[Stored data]
—————

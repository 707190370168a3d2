//! Value types exchanged with the host platform.

use std::fmt;
use std::future::Future;
use std::sync::Arc;

use futures::future::BoxFuture;
use serde::{Deserialize, Serialize};
use strum::{Display, EnumString};

/// Haptic cue kinds understood by the host.
#[derive(Debug, Clone, Copy, PartialEq, Eq, Hash, Serialize, Deserialize, Display, EnumString)]
#[serde(rename_all = "lowercase")]
#[strum(serialize_all = "lowercase")]
pub enum HapticKind {
    Light,
    Medium,
    Heavy,
    Rigid,
    Soft,
    Success,
    Warning,
    Error,
}

/// Named color tokens published by the host theme.
#[derive(Debug, Clone, PartialEq, Eq, Default, Serialize, Deserialize)]
pub struct ThemeParams {
    #[serde(default, skip_serializing_if = "Option::is_none")]
    pub bg_color: Option<String>,
    #[serde(default, skip_serializing_if = "Option::is_none")]
    pub text_color: Option<String>,
    #[serde(default, skip_serializing_if = "Option::is_none")]
    pub hint_color: Option<String>,
    #[serde(default, skip_serializing_if = "Option::is_none")]
    pub button_color: Option<String>,
    #[serde(default, skip_serializing_if = "Option::is_none")]
    pub button_text_color: Option<String>,
    #[serde(default, skip_serializing_if = "Option::is_none")]
    pub secondary_bg_color: Option<String>,
}

impl ThemeParams {
    /// Dark palette used when previewing outside the host.
    pub fn preview_dark() -> Self {
        Self {
            bg_color: Some("#17212b".to_string()),
            text_color: Some("#f5f5f5".to_string()),
            hint_color: Some("#708499".to_string()),
            button_color: Some("#5288c1".to_string()),
            button_text_color: Some("#ffffff".to_string()),
            secondary_bg_color: Some("#232e3c".to_string()),
        }
    }
}

/// Style of a popup button.
#[derive(Debug, Clone, Copy, PartialEq, Eq, Serialize, Deserialize, Display)]
#[serde(rename_all = "lowercase")]
#[strum(serialize_all = "lowercase")]
pub enum PopupButtonType {
    Default,
    Ok,
    Close,
    Cancel,
    Destructive,
}

/// One button of a popup; `{id, type?, text?}` on the wire.
#[derive(Debug, Clone, PartialEq, Eq, Serialize, Deserialize)]
pub struct PopupButton {
    pub id: String,
    #[serde(rename = "type", default, skip_serializing_if = "Option::is_none")]
    pub kind: Option<PopupButtonType>,
    #[serde(default, skip_serializing_if = "Option::is_none")]
    pub text: Option<String>,
}

impl PopupButton {
    pub fn new(id: impl Into<String>, text: impl Into<String>) -> Self {
        Self {
            id: id.into(),
            kind: Some(PopupButtonType::Default),
            text: Some(text.into()),
        }
    }

    pub fn cancel(id: impl Into<String>) -> Self {
        Self {
            id: id.into(),
            kind: Some(PopupButtonType::Cancel),
            text: None,
        }
    }

    pub fn close(id: impl Into<String>) -> Self {
        Self {
            id: id.into(),
            kind: Some(PopupButtonType::Close),
            text: None,
        }
    }

    pub fn ok(id: impl Into<String>) -> Self {
        Self {
            id: id.into(),
            kind: Some(PopupButtonType::Ok),
            text: None,
        }
    }

    fn is_dismissal(&self) -> bool {
        matches!(
            self.kind,
            Some(PopupButtonType::Cancel) | Some(PopupButtonType::Close)
        )
    }
}

/// Id reported when a popup is dismissed without a dedicated button.
pub const POPUP_CANCEL_ID: &str = "cancel";
/// Id reported when a synthesized popup is accepted without a dedicated button.
pub const POPUP_OK_ID: &str = "ok";

/// Parameters of a host popup.
#[derive(Debug, Clone, PartialEq, Eq, Serialize, Deserialize)]
pub struct PopupParams {
    #[serde(default, skip_serializing_if = "Option::is_none")]
    pub title: Option<String>,
    pub message: String,
    #[serde(default)]
    pub buttons: Vec<PopupButton>,
}

impl PopupParams {
    pub fn new(message: impl Into<String>) -> Self {
        Self {
            title: None,
            message: message.into(),
            buttons: Vec::new(),
        }
    }

    pub fn with_title(mut self, title: impl Into<String>) -> Self {
        self.title = Some(title.into());
        self
    }

    pub fn with_button(mut self, button: PopupButton) -> Self {
        self.buttons.push(button);
        self
    }

    /// Text shown by a plain confirm dialog standing in for this popup.
    pub fn confirm_text(&self) -> String {
        match &self.title {
            Some(title) => format!("{}\n\n{}", title, self.message),
            None => self.message.clone(),
        }
    }

    /// Maps a plain confirm answer onto one of this popup's button ids.
    ///
    /// Accepting picks the first non-dismissal button; declining picks the first
    /// cancel/close button. Missing buttons map to [`POPUP_OK_ID`] /
    /// [`POPUP_CANCEL_ID`].
    pub fn synthesize_answer(&self, confirmed: bool) -> String {
        let found = if confirmed {
            self.buttons.iter().find(|b| !b.is_dismissal())
        } else {
            self.buttons.iter().find(|b| b.is_dismissal())
        };
        match found {
            Some(button) => button.id.clone(),
            None if confirmed => POPUP_OK_ID.to_string(),
            None => POPUP_CANCEL_ID.to_string(),
        }
    }
}

/// Host chrome buttons controlled by the mini-app.
#[derive(Debug, Clone, Copy, PartialEq, Eq, Hash, Serialize, Deserialize, Display)]
#[serde(rename_all = "lowercase")]
#[strum(serialize_all = "lowercase")]
pub enum ButtonKind {
    Primary,
    Back,
    Settings,
}

/// Activation handler attached to a chrome button.
pub type ButtonHandler = Arc<dyn Fn() -> BoxFuture<'static, ()> + Send + Sync>;

/// Wraps an async closure into a [`ButtonHandler`].
pub fn button_handler<F, Fut>(f: F) -> ButtonHandler
where
    F: Fn() -> Fut + Send + Sync + 'static,
    Fut: Future<Output = ()> + Send + 'static,
{
    Arc::new(move || Box::pin(f()))
}

/// Visual state of a chrome button, as rendered by the host.
#[derive(Debug, Clone, PartialEq, Eq, Default, Serialize, Deserialize)]
pub struct ButtonAppearance {
    #[serde(default, skip_serializing_if = "Option::is_none")]
    pub text: Option<String>,
    pub visible: bool,
    pub enabled: bool,
    pub loading: bool,
    #[serde(default, skip_serializing_if = "Option::is_none")]
    pub color: Option<String>,
    #[serde(default, skip_serializing_if = "Option::is_none")]
    pub text_color: Option<String>,
    pub shine_effect: bool,
}

impl ButtonAppearance {
    pub fn hidden() -> Self {
        Self::default()
    }

    /// Whether a press on this button should reach its handler.
    pub fn is_pressable(&self) -> bool {
        self.visible && self.enabled && !self.loading
    }
}

/// Full configuration of a chrome button.
///
/// Setting `on_activate` replaces the handler previously registered for the
/// same button; leaving it `None` keeps the current one.
#[derive(Clone, Default)]
pub struct ButtonConfig {
    pub text: Option<String>,
    pub visible: bool,
    pub enabled: bool,
    pub loading: bool,
    pub color: Option<String>,
    pub text_color: Option<String>,
    pub shine_effect: bool,
    pub on_activate: Option<ButtonHandler>,
}

impl ButtonConfig {
    /// A visible, enabled button.
    pub fn shown() -> Self {
        Self {
            visible: true,
            enabled: true,
            ..Self::default()
        }
    }

    pub fn hidden() -> Self {
        Self::default()
    }

    pub fn with_text(mut self, text: impl Into<String>) -> Self {
        self.text = Some(text.into());
        self
    }

    pub fn with_handler(mut self, handler: ButtonHandler) -> Self {
        self.on_activate = Some(handler);
        self
    }

    pub fn appearance(&self) -> ButtonAppearance {
        ButtonAppearance {
            text: self.text.clone(),
            visible: self.visible,
            enabled: self.enabled,
            loading: self.loading,
            color: self.color.clone(),
            text_color: self.text_color.clone(),
            shine_effect: self.shine_effect,
        }
    }
}

impl fmt::Debug for ButtonConfig {
    fn fmt(&self, f: &mut fmt::Formatter<'_>) -> fmt::Result {
        f.debug_struct("ButtonConfig")
            .field("text", &self.text)
            .field("visible", &self.visible)
            .field("enabled", &self.enabled)
            .field("loading", &self.loading)
            .field("color", &self.color)
            .field("text_color", &self.text_color)
            .field("shine_effect", &self.shine_effect)
            .field("on_activate", &self.on_activate.is_some())
            .finish()
    }
}

#[cfg(test)]
mod tests {
    use super::*;

    fn premium_popup() -> PopupParams {
        PopupParams::new("Цена: 100₽")
            .with_title("⭐ Премиум персонаж")
            .with_button(PopupButton::new("buy", "💎 Купить доступ"))
            .with_button(PopupButton::cancel("cancel"))
    }

    #[test]
    fn test_synthesized_answers() {
        let popup = premium_popup();
        assert_eq!(popup.synthesize_answer(true), "buy");
        assert_eq!(popup.synthesize_answer(false), "cancel");
    }

    #[test]
    fn test_synthesized_answers_without_buttons() {
        let popup = PopupParams::new("hello");
        assert_eq!(popup.synthesize_answer(true), POPUP_OK_ID);
        assert_eq!(popup.synthesize_answer(false), POPUP_CANCEL_ID);
    }

    #[test]
    fn test_confirm_text_joins_title() {
        assert_eq!(
            premium_popup().confirm_text(),
            "⭐ Премиум персонаж\n\nЦена: 100₽"
        );
    }

    #[test]
    fn test_popup_button_wire_shape() {
        let json = serde_json::to_value(PopupButton::close("close")).unwrap();
        assert_eq!(json, serde_json::json!({"id": "close", "type": "close"}));
    }

    #[test]
    fn test_haptic_kinds() {
        assert_eq!(HapticKind::Warning.to_string(), "warning");
        assert_eq!("soft".parse::<HapticKind>().unwrap(), HapticKind::Soft);
    }

    #[test]
    fn test_loading_button_is_not_pressable() {
        let mut config = ButtonConfig::shown().with_text("Sending…");
        config.loading = true;
        assert!(!config.appearance().is_pressable());
        assert!(ButtonConfig::shown().appearance().is_pressable());
    }
}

—————

## Assignment
Please work out how many lines above carry "Soft", writing only the result.

## Problem solution
2